What’s her deal? Kirkus Reviews: “Tippett advocates ‘generous listening,’ which she describes as ‘a willingness to be surprised, to let go of assumptions and take in ambiguity’ in order to generate salient questions that may elicit ‘honesty and eloquence’.”
Her view of wisdom? Tippett tells Michel Martin, NPR: “The litmus test of wisdom is the imprint it makes on the world around it, the imprint a wise life makes on the world around it. And that’s a step beyond other qualities we admire.”
One key way to get wisdom? As stated to Paul Brandeis Raushenbush, Huffington Post: “Start with the attention you give to the words you speak…A corollary is (that) we become wise by asking better questions and being listeners, as well as speakers. As I say, generous listening is not about being quiet, it’s about being present. So there’s something about wisdom that knows the power of words and also knows the power of presence and of knowing when to speak is not the right thing.”
Maria Popova, Brainpickings, calls Tippett “a modern-day Simone Weil” and describes the foundation of Becoming Wise:
She explores five primary fertilizers of virtue: words — the language we use to tell the stories we tell about who we are and how the world works; flesh — the body as the birthplace of every virtue, rooted in the idea that ‘how we inhabit our senses tests the mettle of our souls’; love — a word so overused that it has been emptied of meaning yet one that gives meaning to our existence, both in our most private selves and in the fabric of public life; faith — Tippett left a successful career as a political journalist in divided Berlin in the 1980s to study theology not in order to be ordained but in order to question power structures and examine the grounds of moral imagination through the spiritual wisdom of the ages; and hope — an orientation of the mind and spirit predicated not on the blinders of optimism but on a lucid lens on the possible furnished by an active, unflinching reach for it.
SOME QUOTES FROM TIPPETT
For change has always happened in the margins, across human history, and it’s happening there now. Seismic shifts in common life, as in geophysical reality, begin in spaces and cracks.
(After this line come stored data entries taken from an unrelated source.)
use std::time::Duration;

use crossterm::event::KeyEvent;
use ratatui::layout::{Constraint, Direction, Layout, Rect};
use tokio::sync::mpsc;
use tracing::{debug, info};

use telecue_core::{AppConfig, Script};

use crate::input::{handle_key_event, Action, Command, KeyPhase};
use crate::keymap::Keymap;
use crate::layout::TextLayout;
use crate::scroll::{EngineEvent, NudgeDirection, ScrollEngine, TimerQueue};
use crate::theme::Theme;

/// Columns added or removed per padding key press
const PADDING_STEP: u16 = 2;

/// Application mode
#[derive(Debug, Clone, Copy, PartialEq, Eq)]
pub enum Mode {
    /// Script preview, the engine is inactive
    Ready,
    /// Prompter surface is live
    Presenting,
}

/// Message shown in the status bar until `expires_at`
#[derive(Debug, Clone)]
pub struct StatusFlash {
    pub message: String,
    pub expires_at: Duration,
}

/// Application state
pub struct App {
    /// Configuration the session started with
    pub config: AppConfig,
    pub script: Script,
    pub engine: ScrollEngine<TextLayout>,
    pub keymap: Keymap,
    pub theme: Theme,
    pub mode: Mode,
    /// Whether the app should quit
    pub should_quit: bool,
    pub status: Option<StatusFlash>,
    /// Whether the terminal reports key releases and repeats
    pub release_events: bool,
    /// Session time of the latest event
    now: Duration,
    events: mpsc::UnboundedReceiver<EngineEvent>,
    needs_redraw: bool,
}

impl App {
    pub fn new(config: AppConfig, script: Script) -> Self {
        let (tx, events) = mpsc::unbounded_channel();
        let display = config.display.sanitized();
        let layout = TextLayout::new(script.text(), display.clone());
        let engine =
            ScrollEngine::new(config.scroll.clone(), layout, TimerQueue::new()).with_event_sender(tx);

        Self {
            keymap: Keymap::from_config(&config.keymap),
            theme: Theme::from_display(&display),
            config,
            script,
            engine,
            mode: Mode::Ready,
            should_quit: false,
            status: None,
            release_events: false,
            now: Duration::ZERO,
            events,
            needs_redraw: true,
        }
    }

    /// Split the terminal into prompter area and status bar
    pub fn split(area: Rect) -> (Rect, Rect) {
        let chunks = Layout::default()
            .direction(Direction::Vertical)
            .constraints([Constraint::Min(1), Constraint::Length(1)])
            .split(area);
        (chunks[0], chunks[1])
    }

    /// Terminal was resized (also called once at startup)
    pub fn resize(&mut self, width: u16, height: u16) {
        let (prompter, _) = Self::split(Rect::new(0, 0, width, height));
        debug!(width = prompter.width, height = prompter.height, "Prompter resized");
        self.engine
            .layout_mut()
            .set_viewport(prompter.width, prompter.height);
        self.engine.on_resize();
        self.needs_redraw = true;
    }

    /// Advance to session time `now`: run due frames and timers, collect
    /// engine output and expire status messages
    pub fn tick(&mut self, now: Duration) {
        self.now = now;
        self.engine.pump(now);
        self.drain_engine_events();

        if self
            .status
            .as_ref()
            .is_some_and(|status| status.expires_at <= now)
        {
            self.status = None;
            self.needs_redraw = true;
        }
    }

    pub fn handle_key(&mut self, key: KeyEvent, now: Duration) {
        // Keep the scheduler clock current before arming any timer
        self.tick(now);
        let command = handle_key_event(key, self);
        self.apply(command);
        self.drain_engine_events();
        self.needs_redraw = true;
    }

    pub fn apply(&mut self, command: Command) {
        let nudge = command.action.nudge_direction();

        if command.phase == KeyPhase::Release {
            if nudge.is_some() {
                self.engine.end_nudge();
            }
            return;
        }

        match nudge {
            Some(direction) => self.nudge(direction, command.phase == KeyPhase::Repeat),
            None => {
                self.engine.cancel_hold();
                self.handle_action(command.action);
            }
        }
    }

    fn nudge(&mut self, direction: NudgeDirection, is_repeat: bool) {
        self.engine.begin_nudge(direction, is_repeat);
        if !self.release_events {
            // Each OS key repeat arrives as a fresh press
            self.engine.end_nudge();
        }
    }

    pub fn handle_action(&mut self, action: Action) {
        match action {
            Action::Quit => self.should_quit = true,
            Action::TogglePlay => match self.mode {
                Mode::Ready => self.enter_presentation(),
                Mode::Presenting => self.engine.toggle_play(),
            },
            Action::ExitPresentation => self.exit_presentation(),
            Action::Nudge(direction) => self.nudge(direction, false),
            Action::SpeedUp => {
                let speed = self.engine.adjust_speed(self.engine.config().speed_step);
                self.flash(format!("Speed {:.1}x", speed));
            }
            Action::SpeedDown => {
                let speed = self.engine.adjust_speed(-self.engine.config().speed_step);
                self.flash(format!("Speed {:.1}x", speed));
            }
            Action::ToggleDirection => {
                let direction = self.engine.toggle_direction();
                self.flash(format!("Direction: {}", direction.label()));
            }
            Action::Reset => {
                if self.mode == Mode::Presenting {
                    self.engine.reset();
                    self.flash("Back to start");
                }
            }
            Action::PaddingDecrease | Action::PaddingIncrease => {
                let current = self.engine.layout().display().frame_padding;
                let padding = if action == Action::PaddingIncrease {
                    current.saturating_add(PADDING_STEP)
                } else {
                    current.saturating_sub(PADDING_STEP)
                };
                let mut applied = current;
                self.engine
                    .update_layout(|layout| applied = layout.set_frame_padding(padding));
                self.flash(format!("Padding {}", applied));
            }
            Action::SpacingDecrease | Action::SpacingIncrease => {
                let current = self.engine.layout().display().line_spacing;
                let spacing = if action == Action::SpacingIncrease {
                    current.saturating_add(1)
                } else {
                    current.saturating_sub(1)
                };
                let mut applied = current;
                self.engine
                    .update_layout(|layout| applied = layout.set_line_spacing(spacing));
                self.flash(format!("Line spacing {}", applied));
            }
            Action::CycleAlignment => {
                let alignment = self.engine.layout().display().alignment.next();
                self.engine
                    .update_layout(|layout| layout.set_alignment(alignment));
                self.flash(format!("Align {}", alignment.label()));
            }
            Action::None => {}
        }
    }

    pub fn enter_presentation(&mut self) {
        if self.script.is_blank() {
            self.flash("Script is empty");
            return;
        }
        self.mode = Mode::Presenting;
        self.engine.enter_presentation();
        self.engine.start();
        info!(script = %self.script.title(), "Presenting");
    }

    pub fn exit_presentation(&mut self) {
        if self.mode != Mode::Presenting {
            return;
        }
        self.engine.exit_presentation();
        self.mode = Mode::Ready;
    }

    /// The terminal lost focus; a held key will never report its release
    pub fn on_focus_lost(&mut self) {
        self.engine.cancel_hold();
    }

    /// Show a message in the status bar for the configured duration
    pub fn flash(&mut self, message: impl Into<String>) {
        let duration = Duration::from_millis(self.config.ui.status_duration_ms);
        self.status = Some(StatusFlash {
            message: message.into(),
            expires_at: self.now + duration,
        });
        self.needs_redraw = true;
    }

    pub fn status_message(&self) -> Option<&str> {
        self.status.as_ref().map(|status| status.message.as_str())
    }

    /// Cycle progress as a whole percentage, while presenting
    pub fn progress_percent(&self) -> Option<u8> {
        if self.mode != Mode::Presenting {
            return None;
        }
        self.engine
            .progress()
            .map(|progress| (progress * 100.0).round() as u8)
    }

    /// Returns true once per change that needs a new frame drawn
    pub fn take_redraw(&mut self) -> bool {
        std::mem::take(&mut self.needs_redraw)
    }

    /// Configuration with the settings adjusted during the session
    pub fn settings(&self) -> AppConfig {
        let mut config = self.config.clone();
        config.scroll.speed = self.engine.speed();
        config.scroll.direction = self.engine.direction();
        config.display = self.engine.layout().display().clone();
        config
    }

    fn drain_engine_events(&mut self) {
        while let Ok(event) = self.events.try_recv() {
            match event {
                EngineEvent::Offset(_) => self.needs_redraw = true,
                EngineEvent::Nudged { delta } => {
                    let direction = if delta < 0.0 { "up" } else { "down" };
                    self.flash(format!("Nudged {}", direction));
                }
                EngineEvent::Playback { playing } => {
                    if self.engine.is_active() {
                        self.flash(if playing { "Playing" } else { "Paused" });
                    }
                }
            }
        }
    }
}

#[cfg(test)]
pub(crate) mod tests {
    use super::*;
    use crossterm::event::{KeyCode, KeyEventKind, KeyModifiers};

    use crate::scroll::{Activity, HoldPhase, Scheduler};

    pub(crate) fn test_app(text: &str) -> App {
        let mut app = App::new(AppConfig::default(), Script::new(text));
        app.resize(80, 25);
        app
    }

    fn ms(v: u64) -> Duration {
        Duration::from_millis(v)
    }

    fn press(app: &mut App, code: KeyCode, now: Duration) {
        let key = KeyEvent::new_with_kind(code, KeyModifiers::NONE, KeyEventKind::Press);
        app.handle_key(key, now);
    }

    fn release(app: &mut App, code: KeyCode, now: Duration) {
        let key = KeyEvent::new_with_kind(code, KeyModifiers::NONE, KeyEventKind::Release);
        app.handle_key(key, now);
    }

    #[test]
    fn test_blank_script_is_refused() {
        let mut app = test_app("  \n ");
        press(&mut app, KeyCode::Char(' '), ms(0));
        assert_eq!(app.mode, Mode::Ready);
        assert_eq!(app.status_message(), Some("Script is empty"));
        assert!(!app.engine.is_active());
    }

    #[test]
    fn test_space_enters_then_pauses() {
        let mut app = test_app("hello\nworld");
        press(&mut app, KeyCode::Char(' '), ms(0));
        assert_eq!(app.mode, Mode::Presenting);
        assert!(app.engine.is_playing());
        assert_eq!(app.engine.activity(), Activity::Scrolling);

        press(&mut app, KeyCode::Char(' '), ms(100));
        assert!(!app.engine.is_playing());
        assert_eq!(app.status_message(), Some("Paused"));
    }

    #[test]
    fn test_escape_leaves_presentation() {
        let mut app = test_app("hello");
        press(&mut app, KeyCode::Enter, ms(0));
        press(&mut app, KeyCode::Esc, ms(50));
        assert_eq!(app.mode, Mode::Ready);
        assert!(!app.engine.is_active());
        assert_eq!(app.engine.offset(), 0.0);
        assert!(app.engine.scheduler().is_idle());
    }

    #[test]
    fn test_hold_with_release_events() {
        let mut app = test_app("hello");
        app.release_events = true;
        press(&mut app, KeyCode::Enter, ms(0));

        press(&mut app, KeyCode::Up, ms(10));
        assert_eq!(app.engine.hold_phase(), HoldPhase::Pending);
        assert_eq!(app.engine.activity(), Activity::Nudging);
        app.tick(ms(400));
        assert_eq!(app.engine.hold_phase(), HoldPhase::Repeating);

        release(&mut app, KeyCode::Up, ms(420));
        assert_eq!(app.engine.hold_phase(), HoldPhase::Idle);
    }

    #[test]
    fn test_press_without_release_events_is_single_nudge() {
        let mut app = test_app("hello");
        press(&mut app, KeyCode::Enter, ms(0));
        press(&mut app, KeyCode::Down, ms(10));
        assert_eq!(app.engine.hold_phase(), HoldPhase::Idle);
        assert_eq!(app.engine.activity(), Activity::Nudging);
        assert_eq!(app.status_message(), Some("Nudged down"));
    }

    #[test]
    fn test_other_key_cancels_hold() {
        let mut app = test_app("hello");
        app.release_events = true;
        press(&mut app, KeyCode::Enter, ms(0));
        press(&mut app, KeyCode::Up, ms(10));
        press(&mut app, KeyCode::Char('+'), ms(20));
        assert_eq!(app.engine.hold_phase(), HoldPhase::Idle);
        assert_eq!(app.engine.speed(), 1.1);
        assert_eq!(app.status_message(), Some("Speed 1.1x"));
    }

    #[test]
    fn test_focus_loss_cancels_hold() {
        let mut app = test_app("hello");
        app.release_events = true;
        press(&mut app, KeyCode::Enter, ms(0));
        press(&mut app, KeyCode::Up, ms(10));
        app.on_focus_lost();
        assert_eq!(app.engine.hold_phase(), HoldPhase::Idle);
    }

    #[test]
    fn test_layout_keys_update_settings() {
        let mut app = test_app("hello");
        press(&mut app, KeyCode::Right, ms(0));
        press(&mut app, KeyCode::Char(']'), ms(0));
        press(&mut app, KeyCode::Char('a'), ms(0));
        press(&mut app, KeyCode::Char('d'), ms(0));
        press(&mut app, KeyCode::Char('-'), ms(0));

        let settings = app.settings();
        assert_eq!(settings.display.frame_padding, 6);
        assert_eq!(settings.display.line_spacing, 2);
        assert_eq!(settings.display.alignment, telecue_core::Alignment::Right);
        assert_eq!(settings.scroll.direction, telecue_core::ScrollDirection::Reverse);
        assert_eq!(settings.scroll.speed, 0.9);
    }

    #[test]
    fn test_padding_change_keeps_progress() {
        let mut app = test_app(&"word ".repeat(400));
        press(&mut app, KeyCode::Enter, ms(0));
        app.tick(ms(16));
        app.tick(ms(10_000));
        let before = app.engine.progress().unwrap();

        press(&mut app, KeyCode::Right, ms(10_000));
        let after = app.engine.progress().unwrap();
        assert!((before - after).abs() < 1e-9);
        assert!(app.engine.is_playing());
    }

    #[test]
    fn test_status_flash_expires() {
        let mut app = test_app("hello");
        press(&mut app, KeyCode::Char('d'), ms(0));
        assert!(app.status_message().is_some());
        app.tick(ms(1000));
        assert!(app.status_message().is_some());
        app.tick(ms(1600));
        assert!(app.status_message().is_none());
    }

    #[test]
    fn test_quit_keys() {
        let mut app = test_app("hello");
        press(&mut app, KeyCode::Char('q'), ms(0));
        assert!(app.should_quit);

        let mut app = test_app("hello");
        let key = KeyEvent::new_with_kind(
            KeyCode::Char('c'),
            KeyModifiers::CONTROL,
            KeyEventKind::Press,
        );
        app.handle_key(key, ms(0));
        assert!(app.should_quit);
    }

    #[test]
    fn test_progress_only_while_presenting() {
        let mut app = test_app("hello");
        assert_eq!(app.progress_percent(), None);
        press(&mut app, KeyCode::Enter, ms(0));
        assert_eq!(app.progress_percent(), Some(0));
    }
}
Scientists…are proving that acts of kindness and generosity are literally infectious, passing from stranger to stranger to stranger. Kindness is an everyday byproduct of all the great virtues, love most especially.
Hope, like every virtue, is a choice that becomes a habit that becomes spiritual muscle memory.
I can disagree with your opinion, it turns out, but I can’t disagree with your experience. And once I have a sense of your experience, you and I are in a relationship, acknowledging the complexity of each other’s positions, listening less guardedly. The difference in our opinions will probably remain intact, but it no longer defines what is possible between us.
In the face of magnitudes of pain in the world that come to us in pictures immediate and raw, many of us care too much and see no evident place for our care to go. But compassion goes about finding the work that can be done.